SDS is even nicerer !!


----------



## Ultrarunner2017 (Oct 1, 2008)

Perhaps I have already ruined the bit by using it without water. However, at the slow speed I was using, I would think not. I would still like to buy a good carbide bit. I may decide not to use the Tapcon screws at all, but to go with an insert (anchor).
Guess I'll take a ride to HD tomorrow and see what I can find. That Tapcon bit doesn't feel the least bit sharp to me now.


----------



## Bricago (Jul 27, 2017)

I've had good luck with Milwaukee 3-flat secure grip bits. You'll be able to drill deeper and faster in the mortar than in the brick. Don't be afraid to run the drill on high speed. And don't forget the safety glasses.

Good luck!


----------



## Bondo (Dec 8, 2007)

Ayuh,.... In My experience,...... 

Masonry bits don't work, without a hammer drill motor,....

Ya just burn 'em up in a regular drill motor,....


----------



## MattCatt (Jul 25, 2017)

Being stubborn, I have had success (albeit slow and tedious) drilling into 1960 era concrete with a regular (non impact) corded drill and a Bosch carbide tip bit. Plenty of water squirted in as I drilled. A breeze through the cement, not so easy when I often hit aggregate. Hammer drill definitely the secret. 

(BTW, 50% of the nails shot with ramset either cratered the concrete or wouldn't drive far enough - green load)


----------



## chandler48 (Jun 5, 2017)

Use a yellow load with 3" pins.


----------



## Ultrarunner2017 (Oct 1, 2008)

I still haven't done this job; too hot to work :vs_cool:
I bought a Bosch "Blue Turbo" carbide tipped "hammer drill bit" the same size as the Tapcon one.
So now I'm thinking maybe I should use a hammer drill after all. Won't that make the whole job go a lot faster?

I am thinking of renting a hammer drill for $30, or perhaps buying an inexpensive one for $90 (DeWalt DW511) from HD.
Problem is that I really don't have all that much work to do in masonry, so the hammer drill may be a waste of money.

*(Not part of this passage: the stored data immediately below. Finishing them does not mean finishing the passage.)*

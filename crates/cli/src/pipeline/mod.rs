//! Broadcaster orchestration module.

mod host;
mod orchestrator;
mod stats;

pub use host::HostIdentity;
pub use orchestrator::{Broadcaster, BroadcasterConfig};
pub use stats::{BroadcastStats, StopReason};
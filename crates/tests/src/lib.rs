//! # Integration Tests
//!
//! Cross-crate and end-to-end tests.
//!
//! Covers:
//! - configuration to endpoint addressing
//! - synthetic camera -> publisher -> TCP endpoints -> subscribers

#[cfg(test)]
mod contract_tests {
    use config_loader::{ConfigFormat, ConfigLoader};
    use contracts::WireMessage;
    use publisher::SocketGroupConfig;

    #[test]
    fn test_legacy_config_to_endpoints() {
        let bp = ConfigLoader::load_from_str(
            r#"{ "publisher": { "zmq_topic_video": "cam1", "zmq_output_port": 9000,
                 "camera_stream_duplication": 2 },
                 "debug": { "debug_drop_nth_frame": 3 } }"#,
            ConfigFormat::Json,
        )
        .unwrap();

        let addrs = SocketGroupConfig::from(&bp.publisher).addrs().unwrap();
        let ports: Vec<u16> = addrs.iter().map(|a| a.port()).collect();
        assert_eq!(ports, vec![9000, 9001]);
        assert_eq!(ports, bp.publisher.endpoint_ports());
        assert_eq!(bp.debug.drop_nth_frame, 3);
    }

    #[test]
    fn test_wire_layout_is_stable() {
        let message = WireMessage::encode(b"cam1", 42, &[0x01, 0x02]);
        assert_eq!(
            &message[..],
            &[b'c', b'a', b'm', b'1', 0x2A, 0, 0, 0, 0, 0, 0, 0, 0x01, 0x02]
        );
    }
}

#[cfg(test)]
mod e2e_tests {
    use std::net::{IpAddr, Ipv4Addr, SocketAddr};
    use std::sync::Arc;
    use std::time::Duration;

    use capture::{CameraSettings, FrameSource, SyntheticCamera};
    use contracts::{AnnotationTarget, WireMessage};
    use publisher::{
        FramePublisher, MetadataAnnotator, PublisherMetrics, SocketGroup, SocketGroupConfig,
        Subscriber, SubscriberProbe, TcpPubSocket,
    };
    use tokio::net::TcpListener;

    const TOPIC: &str = "cam1";
    const RECV_TIMEOUT: Duration = Duration::from_secs(5);

    fn localhost() -> IpAddr {
        IpAddr::V4(Ipv4Addr::LOCALHOST)
    }

    /// Base port `p` with `p` and `p + 1` both free at the time of the call
    async fn free_port_pair() -> u16 {
        loop {
            let first = TcpListener::bind((localhost(), 0)).await.unwrap();
            let port = first.local_addr().unwrap().port();
            if port == u16::MAX {
                continue;
            }
            if TcpListener::bind((localhost(), port + 1)).await.is_ok() {
                return port;
            }
        }
    }

    fn camera(max_frames: u64) -> SyntheticCamera {
        let settings = CameraSettings {
            framerate: 200.0,
            payload_size: 64,
            ..Default::default()
        };
        SyntheticCamera::new("e2e", settings).with_max_frames(max_frames)
    }

    async fn wait_for_subscribers(probe: &SubscriberProbe, n: usize) {
        for _ in 0..400 {
            if probe.subscribers() >= n {
                return;
            }
            tokio::time::sleep(Duration::from_millis(5)).await;
        }
        panic!("expected {n} subscribers, got {}", probe.subscribers());
    }

    async fn recv_n(subscriber: &mut Subscriber, n: usize) -> Vec<WireMessage> {
        let mut out = Vec::with_capacity(n);
        while out.len() < n {
            let message = tokio::time::timeout(RECV_TIMEOUT, subscriber.recv())
                .await
                .expect("timed out waiting for frame")
                .unwrap()
                .expect("publisher closed early");
            out.push(message);
        }
        out
    }

    async fn stop(camera: SyntheticCamera) {
        tokio::task::spawn_blocking(move || {
            let mut camera = camera;
            camera.stop();
        })
        .await
        .unwrap();
    }

    /// SyntheticCamera -> FramePublisher(drop every 3rd) -> 2 endpoints -> 2 subscribers
    #[tokio::test(flavor = "multi_thread", worker_threads = 2)]
    async fn test_e2e_duplicated_endpoints_with_drop_filter() {
        let base_port = free_port_pair().await;
        let group = SocketGroup::<TcpPubSocket>::bind(&SocketGroupConfig {
            bind_host: localhost(),
            base_port,
            duplication: 2,
            queue_capacity: 64,
        })
        .await
        .unwrap();
        let addrs = group.local_addrs();
        assert_eq!(addrs, vec![
            SocketAddr::new(localhost(), base_port),
            SocketAddr::new(localhost(), base_port + 1),
        ]);
        let probe = group.probe();

        let mut sub_a = Subscriber::connect(addrs[0], TOPIC).await.unwrap();
        let mut sub_b = Subscriber::connect(addrs[1], TOPIC).await.unwrap();
        wait_for_subscribers(&probe, 2).await;

        let metrics = Arc::new(PublisherMetrics::new());
        let publisher = FramePublisher::builder(TOPIC, group)
            .drop_every_nth(3)
            .metrics(Arc::clone(&metrics))
            .build();

        let mut camera = camera(12);
        camera.start(publisher.into_callback()).unwrap();

        let expected: Vec<u64> = vec![1, 2, 4, 5, 7, 8, 10, 11];
        let got_a = recv_n(&mut sub_a, expected.len()).await;
        let got_b = recv_n(&mut sub_b, expected.len()).await;

        let indices: Vec<u64> = got_a.iter().map(|m| m.frame_index).collect();
        assert_eq!(indices, expected);
        assert_eq!(got_a, got_b);
        for message in &got_a {
            assert_eq!(&message.topic[..], TOPIC.as_bytes());
            let header = format!("idx={} ", message.frame_index);
            assert!(
                message.payload.windows(header.len()).any(|w| w == header.as_bytes()),
                "payload of frame {} lacks its header",
                message.frame_index
            );
        }

        stop(camera).await;

        // Sockets close once the source has released the publisher
        let end = tokio::time::timeout(RECV_TIMEOUT, sub_a.recv()).await.unwrap();
        assert!(matches!(end, Ok(None)));

        let snap = metrics.snapshot();
        assert_eq!(snap.frames_received, 12);
        assert_eq!(snap.frames_filtered, 4);
        assert_eq!(snap.frames_published, 8);
        assert_eq!(snap.messages_sent, 16);
        assert_eq!(snap.send_failures, 0);
    }

    /// Annotation set while handling frame k is visible in frame k + 1
    #[tokio::test(flavor = "multi_thread", worker_threads = 2)]
    async fn test_e2e_annotation_reaches_next_frame() {
        let group = SocketGroup::<TcpPubSocket>::bind(&SocketGroupConfig {
            bind_host: localhost(),
            base_port: 0,
            duplication: 1,
            queue_capacity: 64,
        })
        .await
        .unwrap();
        let addr = group.local_addrs()[0];
        let probe = group.probe();

        let mut subscriber = Subscriber::connect(addr, TOPIC).await.unwrap();
        wait_for_subscribers(&probe, 1).await;

        let mut camera = camera(5);
        let target: Arc<dyn AnnotationTarget> = camera.annotation_target().unwrap();
        let publisher = FramePublisher::builder(TOPIC, group)
            .annotator(MetadataAnnotator::new("e2e-host", target))
            .build();
        camera.start(publisher.into_callback()).unwrap();

        let frames = recv_n(&mut subscriber, 5).await;
        stop(camera).await;

        let first = String::from_utf8_lossy(&frames[0].payload).into_owned();
        assert!(first.contains("ann=\n"), "got: {first}");
        for pair in frames.windows(2) {
            let payload = String::from_utf8_lossy(&pair[1].payload).into_owned();
            let stamp = format!("{:0>10}", pair[0].frame_index);
            assert!(payload.contains("ann=e2e-host "), "got: {payload}");
            assert!(payload.contains(&stamp), "missing {stamp} in: {payload}");
        }
    }

    /// A subscriber for another topic sees nothing, even though bytes arrive
    #[tokio::test(flavor = "multi_thread", worker_threads = 2)]
    async fn test_e2e_topic_filter() {
        let group = SocketGroup::<TcpPubSocket>::bind(&SocketGroupConfig {
            bind_host: localhost(),
            base_port: 0,
            duplication: 1,
            queue_capacity: 64,
        })
        .await
        .unwrap();
        let addr = group.local_addrs()[0];
        let probe = group.probe();

        let mut other = Subscriber::connect(addr, "cam2").await.unwrap();
        wait_for_subscribers(&probe, 1).await;

        let mut camera = camera(3);
        camera
            .start(FramePublisher::new(TOPIC, group).into_callback())
            .unwrap();

        // Source stops after 3 frames; its publisher and sockets go with it
        let end = tokio::time::timeout(RECV_TIMEOUT, async {
            loop {
                if !camera.is_running() {
                    break;
                }
                tokio::time::sleep(Duration::from_millis(5)).await;
            }
            stop(camera).await;
            other.recv().await
        })
        .await
        .unwrap();
        assert!(matches!(end, Ok(None)));
    }
}
//! WireMessage - publisher output
//!
//! Layout of every message on a publish endpoint:
//!
//! ```text
//! ┌──────────────┬──────────────────────────┬────────────────────────┐
//! │ topic bytes  │ frame_index (8 bytes LE) │ encoded payload bytes  │
//! └──────────────┴──────────────────────────┴────────────────────────┘
//! ```
//!
//! Subscribers filter on the topic prefix, read the fixed 8-byte index that
//! immediately follows it and hand the remainder to their decoder.

use bytes::{BufMut, Bytes, BytesMut};

use crate::ContractError;

/// Width of the frame index field
pub const INDEX_LEN: usize = 8;

/// Decoded view of one published message
#[derive(Debug, Clone, PartialEq, Eq)]
pub struct WireMessage {
    /// Topic the message was published under
    pub topic: Bytes,

    /// Device frame index
    pub frame_index: u64,

    /// Encoded frame payload
    pub payload: Bytes,
}

impl WireMessage {
    /// Total message length for a topic and payload
    pub fn encoded_len(topic_len: usize, payload_len: usize) -> usize {
        topic_len + INDEX_LEN + payload_len
    }

    /// Build `topic ‖ LE64(frame_index) ‖ payload` in a single allocation
    pub fn encode(topic: &[u8], frame_index: u64, payload: &[u8]) -> Bytes {
        let mut buf = BytesMut::with_capacity(Self::encoded_len(topic.len(), payload.len()));
        buf.put_slice(topic);
        buf.put_u64_le(frame_index);
        buf.put_slice(payload);
        buf.freeze()
    }

    /// Parse a message published under `topic`
    ///
    /// Slices share the input buffer, no payload copy is made.
    ///
    /// # Errors
    /// - `TopicMismatch` if the message does not start with `topic`
    /// - `MalformedMessage` if the index field is truncated
    pub fn parse(message: Bytes, topic: &[u8]) -> Result<Self, ContractError> {
        if !Self::matches_topic(&message, topic) {
            return Err(ContractError::TopicMismatch {
                expected: String::from_utf8_lossy(topic).into_owned(),
            });
        }

        let header_len = topic.len() + INDEX_LEN;
        if message.len() < header_len {
            return Err(ContractError::MalformedMessage {
                expected_min: header_len,
                actual: message.len(),
            });
        }

        let mut idx = [0u8; INDEX_LEN];
        idx.copy_from_slice(&message[topic.len()..header_len]);

        Ok(Self {
            topic: message.slice(..topic.len()),
            frame_index: u64::from_le_bytes(idx),
            payload: message.slice(header_len..),
        })
    }

    /// Subscriber-side prefix filter
    pub fn matches_topic(message: &[u8], topic: &[u8]) -> bool {
        message.starts_with(topic)
    }

    /// Re-encode this message
    pub fn to_bytes(&self) -> Bytes {
        Self::encode(&self.topic, self.frame_index, &self.payload)
    }
}
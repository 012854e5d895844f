//! BroadcasterBlueprint - Config Loader output
//!
//! Describes the complete broadcaster setup: publish endpoints, camera
//! settings handed to the source, and debug instrumentation.
//!
//! Field aliases accept legacy key names (`zmq_topic_video`,
//! `zmq_output_port`, ...) inside their section. The sections themselves
//! are always required as tables.

use serde::{Deserialize, Serialize};
use std::net::{IpAddr, Ipv4Addr};

/// Configuration version
#[derive(Debug, Clone, Copy, PartialEq, Eq, Default, Serialize, Deserialize)]
pub enum ConfigVersion {
    #[default]
    V1,
}

/// Complete broadcaster blueprint
#[derive(Debug, Clone, Serialize, Deserialize)]
pub struct BroadcasterBlueprint {
    /// Configuration version
    #[serde(default)]
    pub version: ConfigVersion,

    /// Publish endpoint settings
    pub publisher: PublisherConfig,

    /// Camera settings
    #[serde(default)]
    pub camera: CameraConfig,

    /// Test instrumentation
    #[serde(default)]
    pub debug: DebugConfig,
}

/// Publish endpoint settings
#[derive(Debug, Clone, Serialize, Deserialize)]
pub struct PublisherConfig {
    /// Topic prefixed to every message
    #[serde(alias = "zmq_topic_video")]
    pub topic: String,

    /// First port of the endpoint range
    #[serde(alias = "zmq_output_port")]
    pub base_port: u16,

    /// Number of endpoints, each receiving an identical copy of every message
    #[serde(default = "default_duplication", alias = "camera_stream_duplication")]
    pub duplication: usize,

    /// Interface to bind on
    #[serde(default = "default_bind_host")]
    pub bind_host: IpAddr,

    /// How many messages a subscriber may lag behind before it skips ahead
    #[serde(default = "default_queue_capacity")]
    pub queue_capacity: usize,
}

fn default_duplication() -> usize {
    1
}

fn default_bind_host() -> IpAddr {
    IpAddr::V4(Ipv4Addr::UNSPECIFIED)
}

fn default_queue_capacity() -> usize {
    64
}

impl PublisherConfig {
    /// Ports of every endpoint in the group, in fan-out order
    ///
    /// Ports past 65535 are omitted; validation rejects such configs.
    pub fn endpoint_ports(&self) -> Vec<u16> {
        (0..self.duplication)
            .map_while(|i| {
                u16::try_from(i)
                    .ok()
                    .and_then(|offset| self.base_port.checked_add(offset))
            })
            .collect()
    }
}

/// Camera settings
///
/// Handed to the frame source as-is. Sources apply what they support.
#[derive(Debug, Clone, Serialize, Deserialize)]
pub struct CameraConfig {
    /// Capture rate (Hz), must be > 0
    #[serde(default = "default_framerate", alias = "camera_framerate")]
    pub framerate: f64,

    /// Frame width in pixels
    #[serde(default = "default_frame_width")]
    pub frame_width: u32,

    /// Frame height in pixels
    #[serde(default = "default_frame_height")]
    pub frame_height: u32,

    /// Sensor rotation in degrees (0, 90, 180, 270)
    #[serde(default, alias = "camera_rotation")]
    pub rotation: u16,

    /// Hostnames whose camera is mounted vertically flipped
    #[serde(default, alias = "camera_vflip")]
    pub vflip: Vec<String>,

    /// Hostnames whose camera is mounted horizontally flipped
    #[serde(default, alias = "camera_hflip")]
    pub hflip: Vec<String>,

    /// Stamp hostname and capture time into each frame
    #[serde(default, alias = "camera_annotate_metadata")]
    pub annotate_metadata: bool,

    /// Test-pattern bytes per frame (synthetic source only)
    #[serde(default = "default_payload_size")]
    pub payload_size: usize,
}

fn default_framerate() -> f64 {
    30.0
}

fn default_frame_width() -> u32 {
    640
}

fn default_frame_height() -> u32 {
    480
}

fn default_payload_size() -> usize {
    4096
}

impl Default for CameraConfig {
    fn default() -> Self {
        Self {
            framerate: default_framerate(),
            frame_width: default_frame_width(),
            frame_height: default_frame_height(),
            rotation: 0,
            vflip: Vec::new(),
            hflip: Vec::new(),
            annotate_metadata: false,
            payload_size: default_payload_size(),
        }
    }
}

impl CameraConfig {
    /// Resolve host-dependent settings (flip lists) for `hostname`
    pub fn settings_for_host(&self, hostname: &str) -> CameraSettings {
        CameraSettings {
            framerate: self.framerate,
            frame_width: self.frame_width,
            frame_height: self.frame_height,
            rotation: self.rotation,
            vflip: self.vflip.iter().any(|h| h == hostname),
            hflip: self.hflip.iter().any(|h| h == hostname),
            payload_size: self.payload_size,
        }
    }
}

/// Camera settings resolved for one host
#[derive(Debug, Clone, Copy, PartialEq)]
pub struct CameraSettings {
    pub framerate: f64,
    pub frame_width: u32,
    pub frame_height: u32,
    pub rotation: u16,
    pub vflip: bool,
    pub hflip: bool,
    pub payload_size: usize,
}

impl Default for CameraSettings {
    fn default() -> Self {
        CameraConfig::default().settings_for_host("")
    }
}

/// Test instrumentation
#[derive(Debug, Clone, Default, Serialize, Deserialize)]
pub struct DebugConfig {
    /// Drop every frame whose index is a multiple of this value (0 disables)
    #[serde(default, alias = "debug_drop_nth_frame")]
    pub drop_nth_frame: u64,
}
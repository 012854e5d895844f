//! Frame annotation - overlay text for the next frame
//!
//! The frame number is burned in by the device itself; the annotator only
//! adds host and wall-clock information.

use std::sync::Arc;

use chrono::{DateTime, Utc};
use contracts::AnnotationTarget;

/// Wall-clock source
pub type Clock = Box<dyn Fn() -> DateTime<Utc> + Send>;

/// Produces overlay text for upcoming frames
pub trait Annotator: Send {
    /// Called once per delivered frame, before the drop decision
    fn annotate(&mut self, frame_index: u64);
}

/// Stamps `"<hostname> <UTC time> <frame index>"` into the next frame
pub struct MetadataAnnotator {
    hostname: String,
    target: Arc<dyn AnnotationTarget>,
    clock: Clock,
}

impl MetadataAnnotator {
    pub fn new(hostname: impl Into<String>, target: Arc<dyn AnnotationTarget>) -> Self {
        Self {
            hostname: hostname.into(),
            target,
            clock: Box::new(Utc::now),
        }
    }

    /// Replace the wall clock (tests)
    pub fn with_clock(mut self, clock: impl Fn() -> DateTime<Utc> + Send + 'static) -> Self {
        self.clock = Box::new(clock);
        self
    }

    /// Overlay text, microsecond precision, index zero-padded to 10 digits
    pub fn format_text(hostname: &str, time: DateTime<Utc>, frame_index: u64) -> String {
        format!(
            "{} {} {:0>10}",
            hostname,
            time.format("%Y-%m-%d %H:%M:%S%.6f"),
            frame_index
        )
    }
}

impl Annotator for MetadataAnnotator {
    fn annotate(&mut self, frame_index: u64) {
        let text = Self::format_text(&self.hostname, (self.clock)(), frame_index);
        self.target.set_annotation(text);
    }
}
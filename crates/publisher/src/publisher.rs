//! FramePublisher - per-frame callback that fans frames out to subscribers

use std::sync::Arc;
use std::time::Instant;

use bytes::Bytes;
use contracts::{Frame, FrameCallback, WireMessage};
use tracing::{debug, trace};

use crate::annotate::Annotator;
use crate::filter::{drop_every_nth, FrameFilter, KeepAll};
use crate::metrics::PublisherMetrics;
use crate::socket::{FanOutReport, PubSocket, SocketGroup};
use crate::tcp::TcpPubSocket;

/// What happened to one frame
#[derive(Debug, Clone, Copy, PartialEq, Eq)]
pub enum FrameOutcome {
    /// Withheld by the drop filter, no socket saw it
    Filtered,
    /// Written to the socket group
    Published(FanOutReport),
}

/// Turns delivered frames into wire messages on every socket of a group
///
/// Owned by exactly one caller (the capture callback). Dropping it closes
/// the sockets.
pub struct FramePublisher<S = TcpPubSocket> {
    topic: Bytes,
    sockets: SocketGroup<S>,
    filter: Box<dyn FrameFilter>,
    annotator: Option<Box<dyn Annotator>>,
    hostname: String,
    last_write: Option<Instant>,
    metrics: Arc<PublisherMetrics>,
}

impl<S: PubSocket> FramePublisher<S> {
    /// Publisher that sends every frame under `topic`
    pub fn new(topic: impl Into<Bytes>, sockets: SocketGroup<S>) -> Self {
        Self::builder(topic, sockets).build()
    }

    pub fn builder(topic: impl Into<Bytes>, sockets: SocketGroup<S>) -> FramePublisherBuilder<S> {
        FramePublisherBuilder {
            topic: topic.into(),
            sockets,
            filter: Box::new(KeepAll),
            annotator: None,
            hostname: String::new(),
            metrics: None,
        }
    }

    pub fn topic(&self) -> &[u8] {
        &self.topic
    }

    pub fn sockets(&self) -> &SocketGroup<S> {
        &self.sockets
    }

    pub fn hostname(&self) -> &str {
        &self.hostname
    }

    /// Time of the most recent `on_frame` call, filtered frames included
    pub fn last_write(&self) -> Option<Instant> {
        self.last_write
    }

    /// Shared metrics handle
    pub fn metrics(&self) -> Arc<PublisherMetrics> {
        Arc::clone(&self.metrics)
    }

    /// Handle one frame from the capture device
    ///
    /// The annotator runs for every frame, dropped or not, so the overlay
    /// keeps advancing. A filtered frame produces no write on any socket.
    /// Send failures are logged per socket and never propagate.
    pub fn on_frame(&mut self, frame: Frame<'_>) -> FrameOutcome {
        self.metrics.record_received(frame.index);
        observability::record_frame_received();

        let now = Instant::now();
        if let Some(prev) = self.last_write.replace(now) {
            observability::record_frame_interval(now.duration_since(prev));
        }

        if let Some(annotator) = self.annotator.as_mut() {
            annotator.annotate(frame.index);
        }

        if self.filter.should_drop(frame.index) {
            debug!(host = %self.hostname, frame_index = frame.index, "intended frame drop");
            self.metrics.inc_filtered();
            observability::record_frame_filtered();
            return FrameOutcome::Filtered;
        }

        let message = WireMessage::encode(&self.topic, frame.index, frame.payload);
        let report = self.sockets.broadcast(&message);

        self.metrics
            .record_fan_out(message.len(), report.sent, report.failed);
        observability::record_frame_published(message.len(), report.subscribers);
        if report.failed > 0 {
            observability::record_send_failures(report.failed);
        }

        trace!(
            frame_index = frame.index,
            bytes = message.len(),
            subscribers = report.subscribers,
            "frame published"
        );

        FrameOutcome::Published(report)
    }
}

impl<S: PubSocket + 'static> FramePublisher<S> {
    /// Move the publisher into a frame callback
    ///
    /// The sockets live as long as the callback, so they close once the
    /// frame source has released it.
    pub fn into_callback(mut self) -> FrameCallback {
        Box::new(move |frame: Frame<'_>| {
            self.on_frame(frame);
        })
    }
}

/// Builder for [`FramePublisher`]
pub struct FramePublisherBuilder<S> {
    topic: Bytes,
    sockets: SocketGroup<S>,
    filter: Box<dyn FrameFilter>,
    annotator: Option<Box<dyn Annotator>>,
    hostname: String,
    metrics: Option<Arc<PublisherMetrics>>,
}

impl<S: PubSocket> FramePublisherBuilder<S> {
    /// Drop frames whose index is a multiple of `n` (0 publishes everything)
    pub fn drop_every_nth(mut self, n: u64) -> Self {
        self.filter = drop_every_nth(n);
        self
    }

    pub fn filter(mut self, filter: impl FrameFilter + 'static) -> Self {
        self.filter = Box::new(filter);
        self
    }

    pub fn annotator(mut self, annotator: impl Annotator + 'static) -> Self {
        self.annotator = Some(Box::new(annotator));
        self
    }

    /// Host name used in log fields
    pub fn hostname(mut self, hostname: impl Into<String>) -> Self {
        self.hostname = hostname.into();
        self
    }

    /// Share an existing metrics handle
    pub fn metrics(mut self, metrics: Arc<PublisherMetrics>) -> Self {
        self.metrics = Some(metrics);
        self
    }

    pub fn build(self) -> FramePublisher<S> {
        FramePublisher {
            topic: self.topic,
            sockets: self.sockets,
            filter: self.filter,
            annotator: self.annotator,
            hostname: self.hostname,
            last_write: None,
            metrics: self.metrics.unwrap_or_default(),
        }
    }
}

#[cfg(test)]
mod tests {
    use super::*;
    use crate::socket::testing::RecordingSocket;
    use std::sync::Mutex;

    fn group(sockets: &[RecordingSocket]) -> SocketGroup<RecordingSocket> {
        SocketGroup::new(sockets.to_vec()).unwrap()
    }

    fn indices(socket: &RecordingSocket, topic: &[u8]) -> Vec<u64> {
        socket
            .messages()
            .into_iter()
            .map(|m| WireMessage::parse(m, topic).unwrap().frame_index)
            .collect()
    }

    #[derive(Clone, Default)]
    struct RecordingAnnotator {
        seen: Arc<Mutex<Vec<u64>>>,
    }

    impl Annotator for RecordingAnnotator {
        fn annotate(&mut self, frame_index: u64) {
            self.seen.lock().unwrap().push(frame_index);
        }
    }

    #[test]
    fn test_publishes_exact_wire_bytes() {
        let socket = RecordingSocket::named("s0");
        let mut publisher = FramePublisher::new("cam1", group(&[socket.clone()]));

        let outcome = publisher.on_frame(Frame::new(42, &[0x01, 0x02]));

        assert!(matches!(outcome, FrameOutcome::Published(r) if r.sent == 1));
        let expected: &[u8] = &[
            b'c', b'a', b'm', b'1', 0x2A, 0, 0, 0, 0, 0, 0, 0, 0x01, 0x02,
        ];
        assert_eq!(socket.messages(), vec![Bytes::copy_from_slice(expected)]);
    }

    #[test]
    fn test_drop_every_third_frame() {
        let socket = RecordingSocket::named("s0");
        let mut publisher = FramePublisher::builder("cam1", group(&[socket.clone()]))
            .drop_every_nth(3)
            .build();

        for index in 0..=6 {
            publisher.on_frame(Frame::new(index, b"jpeg"));
        }

        assert_eq!(indices(&socket, b"cam1"), vec![1, 2, 4, 5]);
        let snap = publisher.metrics().snapshot();
        assert_eq!(snap.frames_received, 7);
        assert_eq!(snap.frames_filtered, 3);
        assert_eq!(snap.frames_published, 4);
    }

    #[test]
    fn test_zero_divisor_publishes_everything() {
        let socket = RecordingSocket::named("s0");
        let mut publisher = FramePublisher::builder("t", group(&[socket.clone()]))
            .drop_every_nth(0)
            .build();

        for index in 0..10 {
            publisher.on_frame(Frame::new(index, b"x"));
        }

        assert_eq!(indices(&socket, b"t"), (0..10).collect::<Vec<_>>());
    }

    #[test]
    fn test_every_socket_gets_identical_sequence() {
        let sockets = [
            RecordingSocket::named("s0"),
            RecordingSocket::named("s1"),
            RecordingSocket::named("s2"),
        ];
        let mut publisher = FramePublisher::builder("cam", group(&sockets))
            .drop_every_nth(4)
            .build();

        for index in 0..20 {
            publisher.on_frame(Frame::new(index, &index.to_be_bytes()));
        }

        let first = sockets[0].messages();
        assert_eq!(first.len(), 15);
        for socket in &sockets[1..] {
            assert_eq!(socket.messages(), first);
        }
    }

    #[test]
    fn test_failing_socket_does_not_affect_others() {
        let healthy = RecordingSocket::named("healthy");
        let broken = RecordingSocket::failing("broken");
        let mut publisher =
            FramePublisher::new("cam", SocketGroup::new(vec![broken, healthy.clone()]).unwrap());

        for index in 0..3 {
            let outcome = publisher.on_frame(Frame::new(index, b"p"));
            assert!(matches!(
                outcome,
                FrameOutcome::Published(FanOutReport { sent: 1, failed: 1, .. })
            ));
        }

        assert_eq!(indices(&healthy, b"cam"), vec![0, 1, 2]);
        assert_eq!(publisher.metrics().send_failures(), 3);
    }

    #[test]
    fn test_preserves_delivery_order() {
        let socket = RecordingSocket::named("s0");
        let mut publisher = FramePublisher::new("t", group(&[socket.clone()]));

        let order = [7u64, 3, 100, 4, 5];
        for index in order {
            publisher.on_frame(Frame::new(index, b""));
        }

        assert_eq!(indices(&socket, b"t"), order.to_vec());
    }

    #[test]
    fn test_empty_payload_is_header_only() {
        let socket = RecordingSocket::named("s0");
        let mut publisher = FramePublisher::new("cam1", group(&[socket.clone()]));

        publisher.on_frame(Frame::new(1, &[]));

        let messages = socket.messages();
        assert_eq!(messages[0].len(), 4 + 8);
        let parsed = WireMessage::parse(messages[0].clone(), b"cam1").unwrap();
        assert!(parsed.payload.is_empty());
    }

    #[test]
    fn test_annotates_dropped_frames_too() {
        let annotator = RecordingAnnotator::default();
        let socket = RecordingSocket::named("s0");
        let mut publisher = FramePublisher::builder("t", group(&[socket.clone()]))
            .drop_every_nth(3)
            .annotator(annotator.clone())
            .build();

        for index in 0..=6 {
            publisher.on_frame(Frame::new(index, b"x"));
        }

        assert_eq!(*annotator.seen.lock().unwrap(), (0..=6).collect::<Vec<_>>());
        assert_eq!(socket.messages().len(), 4);
    }

    #[test]
    fn test_into_callback_publishes() {
        let socket = RecordingSocket::named("s0");
        let metrics = Arc::new(PublisherMetrics::new());
        let publisher = FramePublisher::builder("t", group(&[socket.clone()]))
            .metrics(Arc::clone(&metrics))
            .build();

        let mut callback = publisher.into_callback();
        callback(Frame::new(9, b"abc"));
        callback(Frame::new(10, b"def"));
        drop(callback);

        assert_eq!(indices(&socket, b"t"), vec![9, 10]);
        assert_eq!(metrics.frames_published(), 2);
    }

    #[test]
    fn test_last_write_advances_on_filtered_frames() {
        let socket = RecordingSocket::named("s0");
        let mut publisher = FramePublisher::builder("t", group(&[socket.clone()]))
            .drop_every_nth(2)
            .hostname("pi-eye-01")
            .build();

        publisher.on_frame(Frame::new(1, b"x"));
        let published_at = publisher.last_write().unwrap();
        std::thread::sleep(std::time::Duration::from_millis(5));

        assert_eq!(publisher.on_frame(Frame::new(2, b"y")), FrameOutcome::Filtered);
        assert!(publisher.last_write().unwrap() > published_at);
        assert_eq!(indices(&socket, b"t"), vec![1]);
        assert_eq!(publisher.hostname(), "pi-eye-01");
    }
}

How much time would using a hammer drill save?


----------



## chandler48 (Jun 5, 2017)

A hammer or SDS drill will save a ton of time. You can always turn the drill back out to a contractor or on one of the auction sites to keep your outlay down a little. BUT, you can never have too many tools.


----------



## NotyeruncleBob (Mar 9, 2017)

If you need that hammer drill today, chances are you'll need it again down the road. 
If you're concerned about the money, check www.cpooutlets.com for a reconditioned one or shop around on Craigslist for a used one. ...or borrow one from a neighbor.


----------



## Ultrarunner2017 (Oct 1, 2008)

I think if I'm going to buy a hammer drill, I want cordless. Best reason is that I don't already own any cordless drill (any tools for that matter), and buying one that is cordless, and has switchable hammer/non-hammer would work best for me.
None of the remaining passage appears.